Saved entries

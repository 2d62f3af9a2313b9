//! Blocking HTTP fetch shared by the network adapters.
//!
//! One logical request per call. Transient failures (connect errors,
//! timeouts, HTTP 429 and 5xx) may be retried once after a backoff delay;
//! everything else fails immediately as `SourceUnavailable`.

use super::provider::SourceError;
use reqwest::StatusCode;
use std::time::Duration;

/// Retries are capped here regardless of configuration.
pub const MAX_RETRIES: u32 = 1;

#[derive(Debug, Clone)]
pub struct HttpSettings {
    pub timeout: Duration,
    pub max_retries: u32,
    pub backoff: Duration,
    pub user_agent: String,
}

impl Default for HttpSettings {
    fn default() -> Self {
        Self {
            timeout: Duration::from_secs(30),
            max_retries: MAX_RETRIES,
            backoff: Duration::from_millis(500),
            user_agent: "Mozilla/5.0 (Windows NT 10.0; Win64; x64) AppleWebKit/537.36".into(),
        }
    }
}

pub struct HttpFetcher {
    client: reqwest::blocking::Client,
    max_retries: u32,
    backoff: Duration,
}

impl HttpFetcher {
    pub fn new(settings: &HttpSettings) -> Result<Self, reqwest::Error> {
        let client = reqwest::blocking::Client::builder()
            .timeout(settings.timeout)
            .user_agent(settings.user_agent.as_str())
            .build()?;

        Ok(Self {
            client,
            max_retries: settings.max_retries.min(MAX_RETRIES),
            backoff: settings.backoff,
        })
    }

    /// GET `url` and return the body text.
    pub fn get_text(&self, source: &str, key: &str, url: &str) -> Result<String, SourceError> {
        self.get_text_accepting(source, key, url, &[])
    }

    /// Like `get_text`, but the bodies of the `accepted` error statuses are
    /// returned instead of failing, for providers that describe the error in
    /// the payload.
    pub fn get_text_accepting(
        &self,
        source: &str,
        key: &str,
        url: &str,
        accepted: &[StatusCode],
    ) -> Result<String, SourceError> {
        let mut last_error = None;

        for attempt in 0..=self.max_retries {
            if attempt > 0 {
                tracing::debug!(source, key, attempt, "retrying after backoff");
                std::thread::sleep(self.backoff * attempt);
            }

            match self.client.get(url).send() {
                Ok(resp) => {
                    let status = resp.status();

                    if status == StatusCode::TOO_MANY_REQUESTS || status.is_server_error() {
                        let reason = format!("HTTP {status}");
                        last_error = Some(SourceError::unavailable(source, key, reason));
                        continue;
                    }

                    if !status.is_success() && !accepted.contains(&status) {
                        let reason = if status == StatusCode::UNAUTHORIZED
                            || status == StatusCode::FORBIDDEN
                        {
                            format!("HTTP {status}: access refused by provider")
                        } else {
                            format!("HTTP {status}")
                        };
                        return Err(SourceError::unavailable(source, key, reason));
                    }

                    return resp.text().map_err(|e| {
                        SourceError::unavailable(source, key, format!("reading body: {e}"))
                    });
                }
                Err(e) => {
                    if e.is_connect() || e.is_timeout() {
                        last_error = Some(SourceError::unavailable(source, key, e.to_string()));
                        continue;
                    }
                    return Err(SourceError::unavailable(source, key, e.to_string()));
                }
            }
        }

        Err(last_error.unwrap_or_else(|| {
            SourceError::unavailable(source, key, "retries exhausted")
        }))
    }
}

#[cfg(test)]
mod tests {
    use super::*;
    use crate::data::test_server::{closed_url, response, serve};
    use std::time::Instant;

    fn fetcher(max_retries: u32, backoff_ms: u64) -> HttpFetcher {
        HttpFetcher::new(&HttpSettings {
            timeout: Duration::from_secs(5),
            max_retries,
            backoff: Duration::from_millis(backoff_ms),
            ..HttpSettings::default()
        })
        .unwrap()
    }

    fn unavailable(result: Result<String, SourceError>) -> String {
        match result {
            Err(SourceError::SourceUnavailable { reason, .. }) => reason,
            other => panic!("expected SourceUnavailable, got {other:?}"),
        }
    }

    // ── Retries ──────────────────────────────────────────────────────

    #[test]
    fn server_error_is_retried_once_after_backoff() {
        let server = serve(vec![response("503 Service Unavailable", "")]);
        let started = Instant::now();
        let reason = unavailable(fetcher(1, 50).get_text("t", "K", &server.base_url));

        assert!(reason.contains("503"));
        assert_eq!(server.hits(), 2);
        assert!(started.elapsed() >= Duration::from_millis(50));
    }

    #[test]
    fn rate_limit_then_success_returns_body() {
        let server = serve(vec![
            response("429 Too Many Requests", ""),
            response("200 OK", "{\"ok\":true}"),
        ]);
        let body = fetcher(1, 10).get_text("t", "K", &server.base_url).unwrap();
        assert_eq!(body, "{\"ok\":true}");
        assert_eq!(server.hits(), 2);
    }

    #[test]
    fn retries_are_capped() {
        let server = serve(vec![response("500 Internal Server Error", "")]);
        unavailable(fetcher(5, 10).get_text("t", "K", &server.base_url));
        assert_eq!(server.hits(), (MAX_RETRIES + 1) as usize);
    }

    #[test]
    fn zero_retries_means_one_attempt() {
        let server = serve(vec![response("502 Bad Gateway", "")]);
        unavailable(fetcher(0, 10).get_text("t", "K", &server.base_url));
        assert_eq!(server.hits(), 1);
    }

    // ── Immediate failures ───────────────────────────────────────────

    #[test]
    fn client_errors_fail_without_retry() {
        for status in ["401 Unauthorized", "403 Forbidden", "404 Not Found"] {
            let server = serve(vec![response(status, "")]);
            let reason = unavailable(fetcher(1, 10).get_text("t", "K", &server.base_url));
            assert!(reason.starts_with("HTTP"), "{status}: {reason}");
            assert_eq!(server.hits(), 1, "{status}");
        }
    }

    #[test]
    fn refused_access_is_labelled() {
        let server = serve(vec![response("403 Forbidden", "")]);
        let reason = unavailable(fetcher(1, 10).get_text("t", "K", &server.base_url));
        assert!(reason.contains("access refused"));
    }

    #[test]
    fn accepted_status_returns_body() {
        let server = serve(vec![response("404 Not Found", "{\"missing\":1}")]);
        let body = fetcher(1, 10)
            .get_text_accepting("t", "K", &server.base_url, &[StatusCode::NOT_FOUND])
            .unwrap();
        assert_eq!(body, "{\"missing\":1}");
        assert_eq!(server.hits(), 1);
    }

    #[test]
    fn connect_error_is_unavailable() {
        let err = fetcher(1, 10).get_text("t", "K", &closed_url()).unwrap_err();
        assert!(matches!(
            err,
            SourceError::SourceUnavailable { ref source_name, ref key, .. }
                if source_name == "t" && key == "K"
        ));
    }
}
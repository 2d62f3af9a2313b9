//! MacroLab Core: series model, source adapters, normalizer, merger, persister, summarizer.
//!
//! The fetch → normalize → merge → persist pipeline:
//! - `data`: source adapters (Yahoo chart API, FRED CSV, compiled datasets)
//! - `normalize`: provider records → canonical `Series` (sentinels, coercion, de-dup)
//! - `merge`: full outer join on date
//! - `persist`: flat CSV files under an explicit output directory
//! - `summary`: per-series descriptive statistics

pub mod data;
pub mod domain;
pub mod merge;
pub mod normalize;
pub mod persist;
pub mod summary;
pub mod table;

pub use domain::{Category, DateRange, Observation, Series, SeriesError, SeriesMeta};
pub use merge::{merge_series, outer_join};
pub use normalize::{FieldMap, Normalized, Normalizer, RecordWarning, SentinelTable};
pub use persist::{read_table, CsvPersister, PersistError};
pub use summary::{best_and_worst, summarize, total_return_pct, SummaryRecord};
pub use table::{Cell, Row, Table, TableError, DATE_COLUMN, DATE_FORMAT};
//! Summary files, the stdout summary table, and table → series regrouping
//! for summarizing files that were persisted earlier.

use crate::derive::DOLLAR_VOLUME;
use chrono::NaiveDate;
use macrolab_core::summary::UnknownField;
use macrolab_core::{
    best_and_worst, summarize, Category, Cell, Observation, PersistError, Series, SeriesError,
    SeriesMeta, SummaryRecord, Table,
};
use serde::Serialize;
use std::collections::BTreeMap;
use std::io;
use std::path::Path;
use thiserror::Error;

#[derive(Debug, Error)]
pub enum ReportError {
    #[error("column '{column}' not found")]
    UnknownColumn { column: String },

    #[error(transparent)]
    Series(#[from] SeriesError),

    #[error(transparent)]
    Summary(#[from] UnknownField),
}

// ── Summary rows ─────────────────────────────────────────────────────

#[derive(Debug, Clone, PartialEq, Serialize)]
pub struct EtfSummaryRow {
    #[serde(rename = "Symbol")]
    pub symbol: String,
    #[serde(rename = "Name")]
    pub name: String,
    #[serde(rename = "Data_Points")]
    pub data_points: usize,
    #[serde(rename = "Start_Date")]
    pub start_date: Option<NaiveDate>,
    #[serde(rename = "End_Date")]
    pub end_date: Option<NaiveDate>,
    #[serde(rename = "First_Close")]
    pub first_close: Option<f64>,
    #[serde(rename = "Last_Close")]
    pub last_close: Option<f64>,
    #[serde(rename = "Total_Return_Pct")]
    pub total_return_pct: Option<f64>,
    #[serde(rename = "Avg_Daily_Volume")]
    pub avg_daily_volume: Option<f64>,
    #[serde(rename = "Avg_Dollar_Volume")]
    pub avg_dollar_volume: Option<f64>,
}

impl EtfSummaryRow {
    /// `series` must already carry the flow fields.
    pub fn from_series(series: &Series) -> Result<Self, UnknownField> {
        let close = summarize(series, "Close")?;
        let volume = summarize(series, "Volume")?;
        let dollar_volume = summarize(series, DOLLAR_VOLUME)?;
        Ok(Self {
            symbol: close.key,
            name: close.name,
            data_points: close.count,
            start_date: close.start_date,
            end_date: close.end_date,
            first_close: close.first,
            last_close: close.last,
            total_return_pct: close.total_return_pct,
            avg_daily_volume: volume.mean,
            avg_dollar_volume: dollar_volume.mean,
        })
    }
}

#[derive(Debug, Clone, PartialEq, Serialize)]
pub struct CommoditySummaryRow {
    #[serde(rename = "Symbol")]
    pub symbol: String,
    #[serde(rename = "Name")]
    pub name: String,
    #[serde(rename = "Data_Points")]
    pub data_points: usize,
    #[serde(rename = "Start_Date")]
    pub start_date: Option<NaiveDate>,
    #[serde(rename = "End_Date")]
    pub end_date: Option<NaiveDate>,
    #[serde(rename = "Min_Close")]
    pub min_close: Option<f64>,
    #[serde(rename = "Max_Close")]
    pub max_close: Option<f64>,
    #[serde(rename = "Last_Close")]
    pub last_close: Option<f64>,
    #[serde(rename = "Total_Return_Pct")]
    pub total_return_pct: Option<f64>,
}

impl CommoditySummaryRow {
    pub fn from_series(series: &Series) -> Result<Self, UnknownField> {
        let close = summarize(series, "Close")?;
        Ok(Self {
            symbol: close.key,
            name: close.name,
            data_points: close.count,
            start_date: close.start_date,
            end_date: close.end_date,
            min_close: close.min,
            max_close: close.max,
            last_close: close.last,
            total_return_pct: close.total_return_pct,
        })
    }
}

/// Macro series are sparse, so counts and "latest" only look at present values.
#[derive(Debug, Clone, PartialEq, Serialize)]
pub struct MacroSummaryRow {
    #[serde(rename = "Series_ID")]
    pub series_id: String,
    #[serde(rename = "Description")]
    pub description: String,
    #[serde(rename = "Category")]
    pub category: Category,
    #[serde(rename = "Data_Points")]
    pub data_points: usize,
    #[serde(rename = "Start_Date")]
    pub start_date: Option<NaiveDate>,
    #[serde(rename = "End_Date")]
    pub end_date: Option<NaiveDate>,
    #[serde(rename = "Min")]
    pub min: Option<f64>,
    #[serde(rename = "Max")]
    pub max: Option<f64>,
    #[serde(rename = "Mean")]
    pub mean: Option<f64>,
    #[serde(rename = "Latest")]
    pub latest: Option<f64>,
}

impl MacroSummaryRow {
    pub fn from_series(series: &Series, field: &str) -> Result<Self, UnknownField> {
        let s = summarize(series, field)?;
        let present: Vec<(NaiveDate, f64)> = series
            .observations()
            .iter()
            .zip(series.column(field).unwrap_or_default())
            .filter_map(|(o, v)| v.map(|v| (o.date, v)))
            .collect();
        Ok(Self {
            series_id: s.key,
            description: s.name,
            category: s.category,
            data_points: present.len(),
            start_date: present.first().map(|p| p.0),
            end_date: present.last().map(|p| p.0),
            min: s.min,
            max: s.max,
            mean: s.mean,
            latest: present.last().map(|p| p.1),
        })
    }
}

/// Write serializable rows as CSV with a header from the field names.
pub fn write_rows<T: Serialize>(path: &Path, rows: &[T]) -> Result<(), PersistError> {
    let write_error = |source: io::Error| PersistError::WriteError {
        path: path.to_path_buf(),
        source,
    };
    let mut wtr = csv::Writer::from_path(path).map_err(|e| write_error(csv_to_io(e)))?;
    for row in rows {
        wtr.serialize(row).map_err(|e| write_error(csv_to_io(e)))?;
    }
    wtr.flush().map_err(write_error)?;
    tracing::info!(path = %path.display(), rows = rows.len(), "wrote summary");
    Ok(())
}

fn csv_to_io(e: csv::Error) -> io::Error {
    match e.into_kind() {
        csv::ErrorKind::Io(e) => e,
        other => io::Error::new(io::ErrorKind::InvalidData, format!("{other:?}")),
    }
}

// ── Stdout table ─────────────────────────────────────────────────────

fn opt(v: Option<f64>, decimals: usize) -> String {
    v.map(|x| format!("{x:.decimals$}"))
        .unwrap_or_else(|| "-".to_string())
}

fn opt_date(d: Option<NaiveDate>) -> String {
    d.map(|d| d.to_string()).unwrap_or_else(|| "-".to_string())
}

/// Fixed-width summary table followed by best/worst performer lines.
pub fn format_summary_table(records: &[SummaryRecord]) -> String {
    let width = records
        .iter()
        .map(|r| r.key.len())
        .max()
        .unwrap_or(0)
        .max(3);

    let mut out = String::with_capacity(128 * (records.len() + 3));
    out.push_str(&format!(
        "{:<width$}  {:>6}  {:<10}  {:<10}  {:>12}  {:>12}  {:>12}  {:>12}  {:>9}\n",
        "Key", "Points", "Start", "End", "First", "Last", "Min", "Max", "Return%"
    ));
    for r in records {
        out.push_str(&format!(
            "{:<width$}  {:>6}  {:<10}  {:<10}  {:>12}  {:>12}  {:>12}  {:>12}  {:>9}\n",
            r.key,
            r.count,
            opt_date(r.start_date),
            opt_date(r.end_date),
            opt(r.first, 2),
            opt(r.last, 2),
            opt(r.min, 2),
            opt(r.max, 2),
            opt(r.total_return_pct, 2),
        ));
    }

    if let Some((best, worst)) = best_and_worst(records) {
        out.push('\n');
        out.push_str(&format!(
            "Best:  {} ({}%)\n",
            best.key,
            opt(best.total_return_pct, 2)
        ));
        out.push_str(&format!(
            "Worst: {} ({}%)\n",
            worst.key,
            opt(worst.total_return_pct, 2)
        ));
    }
    out
}

// ── Table → series ───────────────────────────────────────────────────

fn build_series(
    key: &str,
    field: &str,
    points: BTreeMap<NaiveDate, Option<f64>>,
) -> Result<Series, SeriesError> {
    let observations = points
        .into_iter()
        .map(|(date, v)| Observation::new(date, vec![v]))
        .collect();
    Series::new(
        SeriesMeta::new(key, key, Category::Other),
        vec![field.to_string()],
        observations,
    )
}

fn insert_point(
    points: &mut BTreeMap<NaiveDate, Option<f64>>,
    key: &str,
    date: NaiveDate,
    value: Option<f64>,
) {
    if points.insert(date, value).is_some() {
        tracing::warn!(key, %date, "duplicate date, keeping the later row");
    }
}

/// One series per distinct value of `key_column`, holding `value_column`.
///
/// Groups keep first-seen order. Non-numeric values are treated as absent.
pub fn series_by_key(
    table: &Table,
    key_column: &str,
    value_column: &str,
) -> Result<Vec<Series>, ReportError> {
    let key_idx = table
        .column_index(key_column)
        .ok_or_else(|| ReportError::UnknownColumn {
            column: key_column.to_string(),
        })?;
    let value_idx = table
        .column_index(value_column)
        .ok_or_else(|| ReportError::UnknownColumn {
            column: value_column.to_string(),
        })?;

    let mut order: Vec<String> = Vec::new();
    let mut groups: BTreeMap<String, BTreeMap<NaiveDate, Option<f64>>> = BTreeMap::new();
    for row in table.rows() {
        let Some(key) = row.cells[key_idx].as_ref().map(Cell::to_string) else {
            continue;
        };
        let value = row.cells[value_idx].as_ref().and_then(Cell::as_number);
        if !groups.contains_key(&key) {
            order.push(key.clone());
        }
        let points = groups.entry(key.clone()).or_default();
        insert_point(points, &key, row.date, value);
    }

    order
        .into_iter()
        .filter_map(|key| groups.remove(&key).map(|points| (key, points)))
        .map(|(key, points)| build_series(&key, value_column, points).map_err(ReportError::from))
        .collect()
}

/// One series per numeric column (at least one number, no text).
pub fn numeric_series(table: &Table) -> Result<Vec<Series>, ReportError> {
    let mut out = Vec::new();
    for (idx, column) in table.columns().iter().enumerate() {
        let cells = table.rows().iter().map(|r| r.cells[idx].as_ref());
        let mut has_number = false;
        let mut has_text = false;
        for cell in cells.clone().flatten() {
            match cell {
                Cell::Number(_) => has_number = true,
                Cell::Text(_) => has_text = true,
            }
        }
        if !has_number || has_text {
            continue;
        }

        let mut points = BTreeMap::new();
        for (row, cell) in table.rows().iter().zip(cells) {
            insert_point(&mut points, column, row.date, cell.and_then(Cell::as_number));
        }
        out.push(build_series(column, column, points)?);
    }
    Ok(out)
}

/// Summarize every series on its single field.
pub fn summarize_all(series: &[Series]) -> Result<Vec<SummaryRecord>, ReportError> {
    series
        .iter()
        .map(|s| {
            let field = s.fields().first().map(String::as_str).unwrap_or_default();
            summarize(s, field).map_err(ReportError::from)
        })
        .collect()
}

▶ _WHAT THE TASK REQUIRES_
Please go through the data above and copy each line containing the word "UnknownField".

▶ _ANSWER SPACE_
use macrolab_core::summary::UnknownField;
    Summary(#[from] UnknownField),
    pub fn from_series(series: &Series) -> Result<Self, UnknownField> {
    pub fn from_series(series: &Series) -> Result<Self, UnknownField> {
    pub fn from_series(series: &Series, field: &str) -> Result<Self, UnknownField> {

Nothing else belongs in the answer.